しかし、9兆ドル(約1,022兆円)規模の国際物流ビジネスは、既存のモデルで今後さらなる成長を期待することはできないだろう。例えば中国から米国向けにおもちゃを入れた木箱を輸送する場合、ある会社が木箱を梱包する作業を行い、別の業者が貨物船への積み込みを行い、その他の複数の企業が、海を渡っての品物の移動に関わる。さらに、書類の手続きの問題もある。税関の申請書類や輸送する品物の申告はほぼすべて実際に紙に書き込む必要があり、それらはFAXで送信される。そして、それを追いかけるように世界中のあちこちから、貨物の所在を問い合わせる電話がかけられている。

こうしたなかで登場したのが、サンフランシスコでフレックスポートを起業したライアン・ピーターセン(35)だ。世界で最も古い産業ともいえる貨物輸送業に自動化システムを導入し、21世紀のビジネスに変革しようとしている。同氏によれば、小さな荷物の配送とは異なり、「貨物輸送の世界には顧客経験を重視するという考えが欠如している」。

「依頼の受け付けから配達まで、一貫して自社で賄える企業が存在しない。貨物は複数の企業の手から手へと次々と引き渡されながら、目的地に到着する」。

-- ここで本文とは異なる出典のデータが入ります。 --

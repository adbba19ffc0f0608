//! The capability interface shared by the file and live backends
//!
//! Callers only ever see `dyn Workbook` and `dyn Worksheet`. Cells and ranges
//! are addressed with A1 strings; they are validated with the range model
//! before a backend sees them.

use std::fmt;

use sheetlink_core::{cell_coordinates, cell_name, CellStyle, CellValue, PagingStrategy, Range};

use crate::error::Result;

/// A table (list object) on a worksheet
#[derive(Debug, Clone, PartialEq, Eq)]
pub struct Table {
    pub name: String,
    pub range: Range,
}

/// A pivot table on a worksheet, located by the range it renders into
#[derive(Debug, Clone, PartialEq, Eq)]
pub struct PivotTable {
    pub name: String,
    pub range: Range,
}

impl fmt::Display for Table {
    fn fmt(&self, f: &mut fmt::Formatter<'_>) -> fmt::Result {
        write!(f, "{} {}", self.name, self.range)
    }
}

impl fmt::Display for PivotTable {
    fn fmt(&self, f: &mut fmt::Formatter<'_>) -> fmt::Result {
        write!(f, "{} {}", self.name, self.range)
    }
}

/// An open workbook, either an in-memory package or a live document
pub trait Workbook {
    /// `"file"` or `"live"`
    fn backend_name(&self) -> &'static str;

    /// Sheet names in tab order
    fn sheet_names(&self) -> Result<Vec<String>>;

    /// Every sheet, in tab order
    fn sheets(&self) -> Result<Vec<Box<dyn Worksheet>>>;

    /// Locate a sheet by name (case-insensitive)
    fn find_sheet(&self, name: &str) -> Result<Box<dyn Worksheet>>;

    /// Add an empty sheet; fails with `DuplicateSheetName` if the name is taken
    fn create_new_sheet(&self, name: &str) -> Result<()>;

    /// Copy `src` to a new sheet right after it and return the name used
    ///
    /// A taken `dst` becomes `dst (2)`, `dst (3)`, ...
    fn copy_sheet(&self, src: &str, dst: &str) -> Result<String>;

    /// Persist the document in place
    fn save(&self) -> Result<()>;
}

/// One sheet of a [`Workbook`]
pub trait Worksheet {
    fn name(&self) -> Result<String>;

    /// Display text of a cell; formulas are never evaluated locally
    fn get_value(&self, cell: &str) -> Result<String>;

    fn set_value(&self, cell: &str, value: CellValue) -> Result<()>;

    /// Formula of a cell without the leading `=`, empty if it holds a literal
    fn get_formula(&self, cell: &str) -> Result<String>;

    fn set_formula(&self, cell: &str, formula: &str) -> Result<()>;

    /// Bounding range of the used cells, `A1:A1` for an empty sheet
    fn dimension(&self) -> Result<Range>;

    /// Paging policy for this sheet, frozen at the time of the call
    fn paging_strategy(&self, budget: usize) -> Result<Box<dyn PagingStrategy>>;

    fn tables(&self) -> Result<Vec<Table>>;

    fn pivot_tables(&self) -> Result<Vec<PivotTable>>;

    /// Turn `range` into a table whose header row is the first row
    fn add_table(&self, range: &str, name: &str) -> Result<Table>;

    /// Formatting of a cell, with fields equal to the defaults left unset
    fn cell_style(&self, cell: &str) -> Result<CellStyle>;

    /// Apply the set fields of `style`; unset fields are left alone
    fn set_cell_style(&self, cell: &str, style: &CellStyle) -> Result<()>;

    /// Picture of a range as a base64 BMP
    fn capture_picture(&self, range: &str) -> Result<String>;

    /// Drop backend resources held by this sheet
    fn release(self: Box<Self>) -> Result<()> {
        Ok(())
    }

    /// Display text of every cell of `range`, row by row
    fn read_range(&self, range: &str) -> Result<Vec<Vec<String>>> {
        let range = Range::parse(range)?;
        let mut rows = Vec::with_capacity(range.rows() as usize);
        for row in range.start_row..=range.end_row {
            let mut values = Vec::with_capacity(range.columns() as usize);
            for col in range.start_col..=range.end_col {
                values.push(self.get_value(&cell_name(col, row)?)?);
            }
            rows.push(values);
        }
        Ok(rows)
    }

    /// Write `rows` starting at the `top_left` cell
    ///
    /// Stops at the first failure; cells already written stay written.
    fn write_range(&self, top_left: &str, rows: &[Vec<CellValue>]) -> Result<()> {
        let (start_col, start_row) = cell_coordinates(top_left)?;
        for (row, values) in (start_row..).zip(rows) {
            for (col, value) in (start_col..).zip(values) {
                self.set_value(&cell_name(col, row)?, value.clone())?;
            }
        }
        Ok(())
    }
}

/// Validate a single cell reference and return its coordinates
pub(crate) fn parse_cell(cell: &str) -> Result<(u32, u32)> {
    Ok(cell_coordinates(cell)?)
}
//! Reading the bitmap Excel puts on the clipboard after `CopyPicture`.

#![cfg(windows)]

use std::thread;
use std::time::Duration;

use base64::engine::general_purpose::STANDARD;
use base64::Engine;
use windows::Win32::Foundation::HGLOBAL;
use windows::Win32::System::DataExchange::{
    CloseClipboard, GetClipboardData, IsClipboardFormatAvailable, OpenClipboard,
};
use windows::Win32::System::Memory::{GlobalLock, GlobalSize, GlobalUnlock};

use crate::bmp::dib_to_bmp;

const CF_DIB: u32 = 8;
const OPEN_ATTEMPTS: u32 = 10;
const OPEN_RETRY_DELAY: Duration = Duration::from_millis(50);

/// Closes the clipboard when dropped.
struct OpenedClipboard;

impl OpenedClipboard {
    fn open() -> Result<Self, String> {
        // Excel may still hold the clipboard right after CopyPicture
        let mut last_error = None;
        for _ in 0..OPEN_ATTEMPTS {
            match unsafe { OpenClipboard(None) } {
                Ok(()) => return Ok(Self),
                Err(e) => last_error = Some(e),
            }
            thread::sleep(OPEN_RETRY_DELAY);
        }
        Err(match last_error {
            Some(e) => format!("OpenClipboard failed: {e}"),
            None => "OpenClipboard failed".to_string(),
        })
    }
}

impl Drop for OpenedClipboard {
    fn drop(&mut self) {
        let _ = unsafe { CloseClipboard() };
    }
}

/// Copy the clipboard's `CF_DIB` into a BMP file, base64 encoded.
pub fn read_bitmap_base64() -> Result<String, String> {
    let _clipboard = OpenedClipboard::open()?;
    unsafe {
        IsClipboardFormatAvailable(CF_DIB)
            .map_err(|_| "clipboard does not contain a bitmap".to_string())?;
        let handle =
            GetClipboardData(CF_DIB).map_err(|e| format!("GetClipboardData failed: {e}"))?;
        let global = HGLOBAL(handle.0);
        let size = GlobalSize(global);
        let data = GlobalLock(global) as *const u8;
        if data.is_null() || size == 0 {
            return Err("clipboard bitmap is empty".to_string());
        }
        let dib = std::slice::from_raw_parts(data, size).to_vec();
        let _ = GlobalUnlock(global);

        let bmp = dib_to_bmp(&dib)?;
        tracing::debug!(bytes = bmp.len(), "captured clipboard bitmap");
        Ok(STANDARD.encode(bmp))
    }
}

そこで同氏は、こうした一貫性のないシステムに効率化をもたらすウェブベースのソフトウェアを開発した。大型の品物の輸送を依頼する企業はそのおかげで初めて、発送から追跡、管理までをインターネット上の一つのダッシュボードで行うことができるようになったのだ。それも、自社で多額の費用をかけて、ソフトウェアの開発やその導入を行わずに、だ。フレックスポートはこのソフトウェアを無償で提供し、実際に品物が輸送された時にのみ料金を請求する。従来の輸送業者に、真っ向から戦いを挑む恰好だ。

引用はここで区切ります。